**PROBLEM REQUIREMENTS**
The expected answer is a bare count of the lines in the data below that contain "AuthSession".

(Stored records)
--- START ---

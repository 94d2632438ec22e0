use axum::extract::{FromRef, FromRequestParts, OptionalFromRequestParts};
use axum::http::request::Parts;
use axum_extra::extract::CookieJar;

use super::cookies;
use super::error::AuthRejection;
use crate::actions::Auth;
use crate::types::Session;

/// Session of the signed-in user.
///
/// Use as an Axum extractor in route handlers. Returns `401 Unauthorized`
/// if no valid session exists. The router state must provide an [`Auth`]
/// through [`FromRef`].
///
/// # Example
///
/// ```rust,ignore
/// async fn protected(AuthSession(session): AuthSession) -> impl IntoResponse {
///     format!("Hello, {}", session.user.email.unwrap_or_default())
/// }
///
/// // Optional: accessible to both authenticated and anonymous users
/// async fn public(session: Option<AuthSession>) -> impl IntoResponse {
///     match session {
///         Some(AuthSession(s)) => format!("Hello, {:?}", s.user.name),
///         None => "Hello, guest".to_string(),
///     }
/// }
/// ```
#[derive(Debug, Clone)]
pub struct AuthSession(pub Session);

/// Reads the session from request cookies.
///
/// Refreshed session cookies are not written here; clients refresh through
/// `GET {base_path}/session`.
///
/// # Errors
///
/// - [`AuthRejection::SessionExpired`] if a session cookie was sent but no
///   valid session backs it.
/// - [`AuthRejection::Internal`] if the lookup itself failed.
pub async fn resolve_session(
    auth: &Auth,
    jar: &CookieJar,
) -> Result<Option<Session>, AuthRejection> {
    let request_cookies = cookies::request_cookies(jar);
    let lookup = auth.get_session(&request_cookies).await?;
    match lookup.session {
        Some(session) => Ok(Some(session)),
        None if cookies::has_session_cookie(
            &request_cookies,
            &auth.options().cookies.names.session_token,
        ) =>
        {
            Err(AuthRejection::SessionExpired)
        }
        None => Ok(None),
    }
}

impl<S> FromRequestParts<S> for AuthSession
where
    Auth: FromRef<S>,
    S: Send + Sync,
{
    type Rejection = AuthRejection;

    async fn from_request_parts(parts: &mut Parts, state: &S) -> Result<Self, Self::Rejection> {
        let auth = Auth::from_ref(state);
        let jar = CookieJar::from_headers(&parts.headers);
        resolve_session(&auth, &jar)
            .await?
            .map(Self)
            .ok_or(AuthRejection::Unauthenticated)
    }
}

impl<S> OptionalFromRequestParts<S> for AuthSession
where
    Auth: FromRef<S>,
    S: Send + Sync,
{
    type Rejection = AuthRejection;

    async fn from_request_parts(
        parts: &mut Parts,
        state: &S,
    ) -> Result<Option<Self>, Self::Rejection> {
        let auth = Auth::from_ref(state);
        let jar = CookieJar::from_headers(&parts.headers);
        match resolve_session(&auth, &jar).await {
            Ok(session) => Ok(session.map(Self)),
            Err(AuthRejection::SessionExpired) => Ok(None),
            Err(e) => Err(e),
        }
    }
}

--- END ---

**SOLUTION TO THE PROBLEM**
6